Data supplied START

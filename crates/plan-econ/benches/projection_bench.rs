use criterion::{criterion_group, criterion_main, Criterion};
use plan_core::{CostDrivers, Equipment, Product};
use rust_decimal::Decimal;

fn bench_projection(c: &mut Criterion) {
    let equipment: Vec<Equipment> = (0..10)
        .map(|i| Equipment {
            name: format!("Mill {i}"),
            cost: Decimal::new(250_000, 0),
            useful_life: 8,
            max_capacity: 5_000,
            financing: None,
        })
        .collect();
    let products: Vec<Product> = (0..25)
        .map(|i| Product {
            name: format!("Part {i}"),
            initial_units: 500 + i,
            unit_price: Decimal::new(12_50, 2),
            unit_cost: Some(Decimal::new(7_25, 2)),
            growth_rate: Decimal::new(8, 2),
            cost_driver: None,
        })
        .collect();
    let drivers = CostDrivers::new();
    c.bench_function("project_25_products_10_years", |b| {
        b.iter(|| plan_econ::project(&equipment, &products, &drivers, 2025, 10))
    });
    let series = plan_econ::project(&equipment, &products, &drivers, 2025, 10);
    let config = plan_core::ScenarioConfig::default();
    c.bench_function("build_statements_10_years", |b| {
        b.iter(|| plan_econ::build_statements(&series, &config))
    });
}

criterion_group!(benches, bench_projection);
criterion_main!(benches);
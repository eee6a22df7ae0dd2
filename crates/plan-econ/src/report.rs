//! One-call pipeline from entity state to every engine output.

use crate::{
    analyze, build_statements, project_state, score, DerivedStatements, SwotResult, YearSeries,
};
use plan_core::{EntityState, ScenarioConfig};
use serde::{Deserialize, Serialize};
use tracing::info;

/// Everything the presentation layer needs for one scenario.
#[derive(Clone, Debug, PartialEq, Serialize, Deserialize)]
pub struct ScenarioReport {
    pub config: ScenarioConfig,
    pub series: YearSeries,
    pub statements: DerivedStatements,
    pub swot: SwotResult,
    /// Believability score in [0, 100].
    pub score: u8,
}

impl ScenarioReport {
    pub fn build(state: &EntityState, config: &ScenarioConfig) -> Self {
        let series = project_state(state, config);
        let statements = build_statements(&series, config);
        let revenue = series.revenue();
        let cost = series.cost();
        let utilization = series.utilization();
        let swot = analyze(&revenue, &cost, &utilization);
        let score = score(&revenue, &cost, &utilization);
        info!(
            years = series.len(),
            score,
            findings = swot.iter().count(),
            "scenario report built"
        );
        Self {
            config: config.clone(),
            series,
            statements,
            swot,
            score,
        }
    }
}
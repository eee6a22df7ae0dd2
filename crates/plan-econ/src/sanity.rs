//! Believability score for a projection.

use crate::{max_of, min_of, safe_ratio};
use rust_decimal::Decimal;
use tracing::debug;

const GROWTH_PENALTY: i32 = 15;
const UTILIZATION_PENALTY: i32 = 10;
const MARGIN_PENALTY: i32 = 20;

/// Score a projection from 0 to 100.
///
/// Starts at 100 and applies independent penalties:
/// - 15 when peak revenue exceeds five times the lowest year
/// - 10 when utilization ever exceeds 95%
/// - 20 when the lowest revenue does not cover the lowest cost
///
/// Ratio penalties with a non-positive denominator are skipped.
pub fn score(revenue: &[Decimal], cost: &[Decimal], utilization: &[Decimal]) -> u8 {
    let max_rev = max_of(revenue);
    let min_rev = min_of(revenue);
    let min_cost = min_of(cost);

    let mut score: i32 = 100;
    let growth = max_rev.zip(min_rev).and_then(|(hi, lo)| safe_ratio(hi, lo));
    if growth.is_some_and(|r| r > Decimal::new(5, 0)) {
        score -= GROWTH_PENALTY;
    }
    if max_of(utilization).is_some_and(|u| u > Decimal::new(95, 0)) {
        score -= UTILIZATION_PENALTY;
    }
    let coverage = min_rev.zip(min_cost).and_then(|(r, c)| safe_ratio(r, c));
    if coverage.is_some_and(|r| r < Decimal::ONE) {
        score -= MARGIN_PENALTY;
    }

    let clamped = score.clamp(0, 100) as u8;
    debug!(score = clamped, "believability score");
    clamped
}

Data supplied END

> _Required work_
Go through the entries above and copy out every line that includes the word "YearSeries".

> _Answer to the exercise_
    analyze, build_statements, project_state, score, DerivedStatements, SwotResult, YearSeries,
    pub series: YearSeries,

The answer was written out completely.